Analysis of carbohydrate-active enzyme (CAZyme) family genes in the developmental transcriptome of C. buqueti revealed 1082 unigenes, including 55 glycoside hydrolases (GH) families containing 309 GHs, 51 glycosyltransferases (GT) families containing 329 GTs, 8 carbohydrate esterases (CE) families containing 174 CEs, 6 polysaccharide lyases (PL) families containing 11 PLs, 8 auxiliary activities (AA) families containing 131 enzymes with AAs and 17 carbohydrate-binding modules (CBM) families containing 128 CBMs. We used weighted gene co-expression network analysis to analyse developmental RNA sequencing data, and 19 unique modules were identified in the analysis. Of these modules, the expression of MEyellow module genes was unique and the module included numerous CAZyme family genes. CAZyme genes in this module were divided into two groups depending on whether gene expression was higher in the adult/larval stages or in the egg/pupal stages. Enzyme assays revealed that cellulase activity was highest in the midgut whereas lignin-degrading enzyme activity was highest in the hindgut, consistent with findings from intestinal gene expression studies. We also analysed the expression of CAZyme genes in the transcriptome of C. buqueti from two cities and found that several genes were also assigned to CAZyme families. The insect had genes and enzymes associated with lignocellulose degradation, the expression of which differed with developmental stage and intestinal region.


Cyrtotrachelus buqueti exhibits lignocellulose degradation-related enzymes and genes, most notably CAZyme family genes. CAZyme family genes showed differences in expression at different developmental stages, with adults being more effective at cellulose degradation and larvae at lignin degradation, as well as at different regions of the intestine, with the midgut being more cellulolytic than the hindgut. This degradative system could be utilised for the bioconversion of bamboo lignocellulosic biomass.

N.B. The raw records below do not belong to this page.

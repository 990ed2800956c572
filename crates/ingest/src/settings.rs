use crate::error::{IngestError, Result};
use postsearch_fusion::SamplerConfig;
use std::env;
use std::path::PathBuf;
use std::str::FromStr;

pub const DEFAULT_INDEX_PATH: &str = "data/post_index";
/// CLIP ViT-B/32 embedding width.
pub const DEFAULT_VECTOR_DIMENSION: usize = 512;
pub const DEFAULT_SEARCH_LIMIT: usize = 10;

pub const ENV_INDEX_PATH: &str = "POSTSEARCH_INDEX_PATH";
pub const ENV_VECTOR_DIMENSION: &str = "POSTSEARCH_VECTOR_DIMENSION";
pub const ENV_MAX_VIDEO_DURATION: &str = "POSTSEARCH_MAX_VIDEO_DURATION";
pub const ENV_FRAME_SAMPLE_RATE: &str = "POSTSEARCH_FRAME_SAMPLE_RATE";
pub const ENV_MIN_FRAME_STD_DEV: &str = "POSTSEARCH_MIN_FRAME_STD_DEV";
pub const ENV_EMBEDDING_MODE: &str = "POSTSEARCH_EMBEDDING_MODE";

#[derive(Copy, Clone, Debug, PartialEq, Eq, Default)]
pub enum EmbeddingMode {
    /// Deterministic hash-based vectors; no model weights required.
    #[default]
    Stub,
}

impl EmbeddingMode {
    #[must_use]
    pub const fn as_str(self) -> &'static str {
        match self {
            Self::Stub => "stub",
        }
    }
}

impl FromStr for EmbeddingMode {
    type Err = IngestError;

    fn from_str(raw: &str) -> Result<Self> {
        match raw.to_ascii_lowercase().as_str() {
            "stub" => Ok(Self::Stub),
            other => Err(IngestError::InvalidConfig(format!(
                "Unsupported {ENV_EMBEDDING_MODE} '{other}' (expected 'stub')"
            ))),
        }
    }
}

#[derive(Debug, Clone, PartialEq)]
pub struct Settings {
    /// Base path of the index; `.bin`, `.json` and `.lock` are appended.
    pub index_path: PathBuf,
    pub vector_dimension: usize,
    pub sampler: SamplerConfig,
    pub embedding_mode: EmbeddingMode,
}

impl Default for Settings {
    fn default() -> Self {
        Self {
            index_path: PathBuf::from(DEFAULT_INDEX_PATH),
            vector_dimension: DEFAULT_VECTOR_DIMENSION,
            sampler: SamplerConfig::default(),
            embedding_mode: EmbeddingMode::default(),
        }
    }
}

impl Settings {
    /// Defaults overridden by `POSTSEARCH_*` environment variables.
    pub fn from_env() -> Result<Self> {
        Self::from_lookup(|key| env::var(key).ok())
    }

    pub fn from_lookup(lookup: impl Fn(&str) -> Option<String>) -> Result<Self> {
        let mut settings = Self::default();
        if let Some(path) = lookup(ENV_INDEX_PATH).filter(|p| !p.trim().is_empty()) {
            settings.index_path = PathBuf::from(path);
        }
        if let Some(raw) = lookup(ENV_VECTOR_DIMENSION) {
            settings.vector_dimension = parse_var(ENV_VECTOR_DIMENSION, &raw)?;
        }
        if let Some(raw) = lookup(ENV_MAX_VIDEO_DURATION) {
            settings.sampler.max_duration_secs = parse_var(ENV_MAX_VIDEO_DURATION, &raw)?;
        }
        if let Some(raw) = lookup(ENV_FRAME_SAMPLE_RATE) {
            settings.sampler.frame_rate_hz = parse_var(ENV_FRAME_SAMPLE_RATE, &raw)?;
        }
        if let Some(raw) = lookup(ENV_MIN_FRAME_STD_DEV) {
            settings.sampler.min_std_dev = parse_var(ENV_MIN_FRAME_STD_DEV, &raw)?;
        }
        if let Some(raw) = lookup(ENV_EMBEDDING_MODE) {
            settings.embedding_mode = raw.trim().parse()?;
        }
        settings.validate()?;
        Ok(settings)
    }

    pub fn validate(&self) -> Result<()> {
        if self.vector_dimension == 0 {
            return Err(IngestError::InvalidConfig(
                "vector dimension must be positive".to_string(),
            ));
        }
        self.sampler
            .validate()
            .map_err(|err| IngestError::InvalidConfig(err.to_string()))
    }
}

fn parse_var<T: FromStr>(key: &str, raw: &str) -> Result<T>
where
    T::Err: std::fmt::Display,
{
    raw.trim()
        .parse()
        .map_err(|err| IngestError::InvalidConfig(format!("{key}='{raw}': {err}")))
}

Lignocellulosic biomass resources are abundant, renewable and environmentally compatible [1]. Therefore, they may become an ideal energy resource for humans. It has been estimated that terrestrial biomass can produce 130 million tonnes of dry wood per year [1,2,3]. However, the stable structure of lignocellulose leads to a high cost of transformation and processing, which greatly restricts industrialisation. Although lignocellulolytic activity was originally believed to be restricted to plants, bacteria and fungi, evidence has accumulated in recent years for the existence of animal lignocellulolytic enzyme activity (such as cellulases, hemicellulases and lignases), particularly in cellulose-feeding insects [4,5,6,7]. These natural biomass utilisation systems (NBUS) are environment-friendly and cost-effective for lignocellulose degradation, and their underlying mechanism could provide the basis for high-efficiency bioconversion of lignocellulose [8].

Of the various NBUS, insects have evolved to efficiently degrade and utilise natural biomass [8, 9]. Such insects are potential candidates for exploring novel lignocellulolytic catalysts because of their diverse and highly adapted lignocellulolytic systems that can efficiently digest a range of lignocellulosic feedstocks [7]. Researchers have reported cellulose digestion in a range of insect species from diverse taxonomic groups [10,11,12,13] in more than 10 orders, including Thysanura, Plecoptera, Dictyoptera, Orthoptera, Isoptera, Coleoptera, Trichoptera, Hymenoptera, Phasmida and Diptera [4]. Depending on the insect, the digestibility of lignocellulose reportedly ranges from 11 to 99% [11,12,13].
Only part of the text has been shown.